Mon, 20.11. | 12:15-13:45 | SFG 2210
„Managed Retreat in New Zealand – Governing Coastal Property at Risk from Erosion“
The coast as a dynamic environment poses fundamental problems to the concept of ownership in real estate. Commonly, property is perceived as infinite. There are expectations in property to last forever, to remain undamaged, and to increase in value over time. For many property owners their house is a key part of their retirement planning. Equally, political authorities expect their infrastructures to last and generate overall revenue for the community. However, coastal processes such as erosion and sea level rise pose difficulties for the state apparatus in the creation of stable environments. “Two worlds are colliding at the shoreline—the beautiful, flexible, and infinitely adaptable world that is a beach, and the static, inflexible, urban beachfront world.” (Pilkey and Cooper 2014: xi). The ‘development – defend cycle’ describes the phenomenon that capital assets at risk from erosion are protected with a seawall, and that the construction of such a protection structure then leads to further development and an increase in property values, which in turn demands for an upgrade of the seawall. This continuous development has negative environmental and economic effects, and has increasingly been criticized in recent times.

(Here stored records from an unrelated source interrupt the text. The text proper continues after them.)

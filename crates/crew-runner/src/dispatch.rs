//! Wave-by-wave dispatch of a plan, with every task transition persisted.

use crate::config::CrewConfig;
use crate::executor::{ContainerAgent, TaskExecutor};
use crate::ports::PortAllocator;
use crate::profile::Profile;
use crate::provision::{Environment, EnvironmentProvisioner, LocalProvisioner, ProvisionRequest};
use crate::session::SessionStore;
use crate::worktree::WorktreeManager;
use crate::Result;
use chrono::Utc;
use crew_core::{execution_waves, Plan, Session, SessionStatus, TaskState, TaskStatus, WorkItem};
use crew_runtime::ContainerRuntime;
use std::sync::{Arc, Mutex, MutexGuard};
use std::thread;
use std::time::Duration;
use tracing::{error, info, warn};

/// Sole owner of a live session. Persists after every mutation; if dropped
/// before [`SessionTracker::seal`], the record is closed out as failed.
struct SessionTracker<'a> {
    store: &'a SessionStore,
    session: Mutex<Session>,
    sealed: bool,
}

impl<'a> SessionTracker<'a> {
    fn new(store: &'a SessionStore, session: Session) -> Self {
        Self {
            store,
            session: Mutex::new(session),
            sealed: false,
        }
    }

    fn lock(&self) -> MutexGuard<'_, Session> {
        self.session.lock().unwrap_or_else(|e| e.into_inner())
    }

    fn id(&self) -> String {
        self.lock().id.clone()
    }

    fn state_of(&self, item: i64) -> Option<TaskState> {
        self.lock().task(item).map(|t| t.status)
    }

    fn update(
        &self,
        item: i64,
        f: impl FnOnce(&mut TaskStatus) -> crew_core::Result<()>,
    ) -> Result<()> {
        let mut session = self.lock();
        f(session.task_mut(item)?)?;
        self.store.save(&session)
    }

    fn cascade_cancellations(&self) -> Result<Vec<i64>> {
        let mut cancelled = Vec::new();
        let mut session = self.lock();
        loop {
            let blocked: Vec<(i64, i64)> = session
                .tasks
                .iter()
                .filter(|t| t.status == TaskState::Queued)
                .filter_map(|t| {
                    t.work_item
                        .depends_on
                        .iter()
                        .find(|dep| {
                            matches!(
                                session.task(**dep).map(|d| d.status),
                                Some(TaskState::Failed | TaskState::Cancelled)
                            )
                        })
                        .map(|dep| (t.id(), *dep))
                })
                .collect();
            if blocked.is_empty() {
                break;
            }
            for (item, dep) in blocked {
                session
                    .task_mut(item)?
                    .mark_cancelled(format!("dependency {} did not succeed", dep), Utc::now())?;
                self.store.save(&session)?;
                cancelled.push(item);
            }
        }
        Ok(cancelled)
    }

    fn seal(mut self) -> Result<Session> {
        let sealed = {
            let mut session = self.lock();
            session.complete(Utc::now());
            self.store.save(&session)?;
            session.clone()
        };
        self.sealed = true;
        Ok(sealed)
    }
}

impl Drop for SessionTracker<'_> {
    fn drop(&mut self) {
        if self.sealed {
            return;
        }
        let mut session = self.lock();
        if session.completed_at.is_none() {
            session.status = SessionStatus::Failed;
            session.completed_at = Some(Utc::now());
        }
        let _ = self.store.save(&session);
    }
}

/// A provisioned environment that is torn down when dropped, unless kept.
struct Provisioned<'a> {
    provisioner: &'a dyn EnvironmentProvisioner,
    env: Environment,
    keep: bool,
}

impl Drop for Provisioned<'_> {
    fn drop(&mut self) {
        if self.keep {
            return;
        }
        if let Err(e) = self.provisioner.teardown(&self.env) {
            warn!(session_id = %self.env.session_id, environment = %self.env.name, error = %e, "teardown incomplete");
        }
    }
}

pub struct Dispatcher {
    store: SessionStore,
    provisioner: Arc<dyn EnvironmentProvisioner>,
    executor: Arc<dyn TaskExecutor>,
    keep_environments: bool,
}

impl Dispatcher {
    pub fn new(
        store: SessionStore,
        provisioner: Arc<dyn EnvironmentProvisioner>,
        executor: Arc<dyn TaskExecutor>,
    ) -> Self {
        Self {
            store,
            provisioner,
            executor,
            keep_environments: false,
        }
    }

    pub fn keep_environments(mut self, keep: bool) -> Self {
        self.keep_environments = keep;
        self
    }

    pub fn from_config(cfg: &CrewConfig, runtime: Arc<dyn ContainerRuntime>) -> Self {
        let ports = Arc::new(PortAllocator::new(
            cfg.container.base_port,
            cfg.container.max_port,
        ));
        let worktrees = Arc::new(WorktreeManager::with_git(&cfg.git.worktree_base));
        let provisioner = LocalProvisioner::new(
            ports,
            worktrees,
            Arc::clone(&runtime),
            cfg.container.clone(),
        )
        .use_snapshots(cfg.dispatch.use_snapshots)
        .stop_timeout(Duration::from_secs(cfg.runtime.stop_timeout_secs));
        let executor = ContainerAgent::new(runtime, cfg.agent.command.clone())
            .workdir(&cfg.container.workspace_mount)
            .transcripts(&cfg.sessions.base_dir);
        Self::new(
            SessionStore::new(&cfg.sessions.base_dir),
            Arc::new(provisioner),
            Arc::new(executor),
        )
        .keep_environments(cfg.dispatch.keep_environments)
    }

    pub fn store(&self) -> &SessionStore {
        &self.store
    }

    pub fn run(&self, profile: &Profile, plan: Plan) -> Result<Session> {
        let session = self.store.create(&profile.name, plan)?;
        self.drive(profile, session)
    }

    pub fn drive(&self, profile: &Profile, session: Session) -> Result<Session> {
        let plan = session.plan.clone();
        let tracker = SessionTracker::new(&self.store, session);
        let session_id = tracker.id();

        for (item, dep) in plan.dangling_dependencies() {
            warn!(session_id = %session_id, item, dependency = dep, "dependency names no work item; treating it as satisfied");
        }

        let waves = execution_waves(&plan.work_items);
        info!(session_id = %session_id, items = plan.work_items.len(), waves = waves.len(), "session started");

        for (index, wave) in waves.iter().enumerate() {
            let eligible: Vec<&WorkItem> = wave
                .iter()
                .filter(|item| tracker.state_of(item.id) == Some(TaskState::Queued))
                .collect();
            if eligible.len() < wave.len() {
                info!(
                    session_id = %session_id,
                    wave = index,
                    skipped = wave.len() - eligible.len(),
                    "skipping cancelled items"
                );
            }
            if eligible.is_empty() {
                continue;
            }
            info!(session_id = %session_id, wave = index, items = eligible.len(), "wave started");
            self.run_wave(&tracker, profile, &session_id, &eligible)?;

            let cancelled = tracker.cascade_cancellations()?;
            if !cancelled.is_empty() {
                warn!(session_id = %session_id, wave = index, cancelled = ?cancelled, "dependents cancelled");
            }
        }

        let session = tracker.seal()?;
        let summary = session.summary();
        info!(
            session_id = %session.id,
            status = %session.status,
            succeeded = summary.succeeded,
            failed = summary.failed,
            cancelled = summary.cancelled,
            "session finished"
        );
        Ok(session)
    }

    fn run_wave(
        &self,
        tracker: &SessionTracker<'_>,
        profile: &Profile,
        session_id: &str,
        items: &[&WorkItem],
    ) -> Result<()> {
        let outcomes: Vec<(i64, thread::Result<Result<()>>)> = thread::scope(|scope| {
            let handles: Vec<_> = items
                .iter()
                .map(|item| {
                    let item: &WorkItem = item;
                    let handle =
                        scope.spawn(move || self.run_item(tracker, profile, session_id, item));
                    (item.id, handle)
                })
                .collect();
            handles
                .into_iter()
                .map(|(id, handle)| (id, handle.join()))
                .collect()
        });

        let mut first_err = None;
        for (id, outcome) in outcomes {
            match outcome {
                Ok(Ok(())) => {}
                Ok(Err(e)) => {
                    error!(session_id, item = id, error = %e, "could not record item outcome");
                    if first_err.is_none() {
                        first_err = Some(e);
                    }
                }
                Err(_) => {
                    error!(session_id, item = id, "item worker panicked");
                    let still_open = tracker.state_of(id).is_some_and(|s| !s.is_terminal());
                    if still_open {
                        tracker.update(id, |t| t.mark_failed("worker panicked", Utc::now()))?;
                    }
                }
            }
        }
        match first_err {
            Some(e) => Err(e),
            None => Ok(()),
        }
    }

    /// Errors returned here are persistence failures; item failures are recorded, not returned.
    fn run_item(
        &self,
        tracker: &SessionTracker<'_>,
        profile: &Profile,
        session_id: &str,
        item: &WorkItem,
    ) -> Result<()> {
        let req = ProvisionRequest {
            session_id,
            profile,
            item,
        };
        let env = match self.provisioner.provision(&req) {
            Ok(env) => env,
            Err(e) => {
                warn!(session_id, item = item.id, error = %e, "provisioning failed");
                return tracker.update(item.id, |t| t.mark_failed(e.to_string(), Utc::now()));
            }
        };
        let provisioned = Provisioned {
            provisioner: self.provisioner.as_ref(),
            env,
            keep: self.keep_environments,
        };
        let env = &provisioned.env;

        tracker.update(item.id, |t| {
            t.mark_running(&env.name, Some(env.handle.clone()), Utc::now())
        })?;

        match self.executor.execute(env, item) {
            Ok(code) => tracker.update(item.id, |t| t.mark_exited(code, Utc::now())),
            Err(e) => {
                warn!(session_id, item = item.id, error = %e, "execution failed");
                tracker.update(item.id, |t| t.mark_failed(e.to_string(), Utc::now()))
            }
        }
    }
}
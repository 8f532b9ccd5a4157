use crate::backend::{ContainerRuntime, LogStream};
use crate::cli::CliRuntime;
use crate::types::{
    BuildOptions, Container, ContainerFilter, ContainerOptions, ExecOptions, ExecOutput,
    LogOptions,
};
use crate::Result;
use std::process::{Command, Stdio};
use std::time::Duration;

/// OrbStack speaks the docker protocol; only detection differs.
#[derive(Debug, Clone)]
pub struct OrbStackRuntime {
    docker: CliRuntime,
}

impl OrbStackRuntime {
    pub fn new() -> Self {
        Self {
            docker: CliRuntime::docker(),
        }
    }

    fn orbctl_running() -> bool {
        Command::new("orbctl")
            .arg("status")
            .stdin(Stdio::null())
            .stdout(Stdio::null())
            .stderr(Stdio::null())
            .status()
            .map(|s| s.success())
            .unwrap_or(false)
    }
}

impl Default for OrbStackRuntime {
    fn default() -> Self {
        Self::new()
    }
}

impl ContainerRuntime for OrbStackRuntime {
    fn name(&self) -> &'static str {
        "orbstack"
    }

    fn is_available(&self) -> bool {
        if Self::orbctl_running() {
            return true;
        }
        self.docker
            .version_field("{{.Server.Platform.Name}}")
            .map(|p| p.to_lowercase().contains("orbstack"))
            .unwrap_or(false)
    }

    fn create(&self, opts: &ContainerOptions) -> Result<String> {
        self.docker.create(opts)
    }

    fn start(&self, id: &str) -> Result<()> {
        self.docker.start(id)
    }

    fn stop(&self, id: &str, timeout: Duration) -> Result<()> {
        self.docker.stop(id, timeout)
    }

    fn remove(&self, id: &str, force: bool) -> Result<()> {
        self.docker.remove(id, force)
    }

    fn list(&self, filter: &ContainerFilter) -> Result<Vec<Container>> {
        self.docker.list(filter)
    }

    fn inspect(&self, id_or_name: &str) -> Result<Container> {
        self.docker.inspect(id_or_name)
    }

    fn logs(&self, id: &str, opts: &LogOptions) -> Result<LogStream> {
        self.docker.logs(id, opts)
    }

    fn exec(&self, id: &str, cmd: &[String], opts: &ExecOptions) -> Result<ExecOutput> {
        self.docker.exec(id, cmd, opts)
    }

    fn commit(&self, id: &str, image: &str) -> Result<()> {
        self.docker.commit(id, image)
    }

    fn build_image(&self, tag: &str, opts: &BuildOptions) -> Result<()> {
        self.docker.build_image(tag, opts)
    }

    fn pull_image(&self, image: &str) -> Result<()> {
        self.docker.pull_image(image)
    }

    fn image_exists(&self, image: &str) -> Result<bool> {
        self.docker.image_exists(image)
    }

    fn tag_image(&self, source: &str, target: &str) -> Result<()> {
        self.docker.tag_image(source, target)
    }

    fn list_images(&self, prefix: &str) -> Result<Vec<String>> {
        self.docker.list_images(prefix)
    }
}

Since 2010 managed retreat is part of the national legislation in New Zealand. Managed retreat stands for the idea to remove defense structures, buildings and infrastructures away from coastal hazards, and to increase the natural resilience of the coastline against flooding and erosion. Starting from the observation that the current regime of coastal management is more and more problematized, I will focus on the different political rationalities and technological tools that were developed by political authorities to govern the coastal environment and properties at risk. Building on insights from Governmentality studies (Foucault 2007; Rose and Miller 1992; Walters 2012) I will argue that managed retreat is an alteration of the current regime of practices in coastal management, where political authorities are governing property owners through the notion of risk. Focusing on one case study on the Kāpiti Coast, I will analyze an ongoing conflict about the assessment and utilization of hazard lines. Hazard lines are projections of potential erosion risk and are currently used for the administration of building restrictions and an overall disinvestment of coastal property. Guiding questions are: How do political authorities problematize and assess coastal hazards? What political rationalities and technologies of government are constitutive for managed retreat? How does protest form?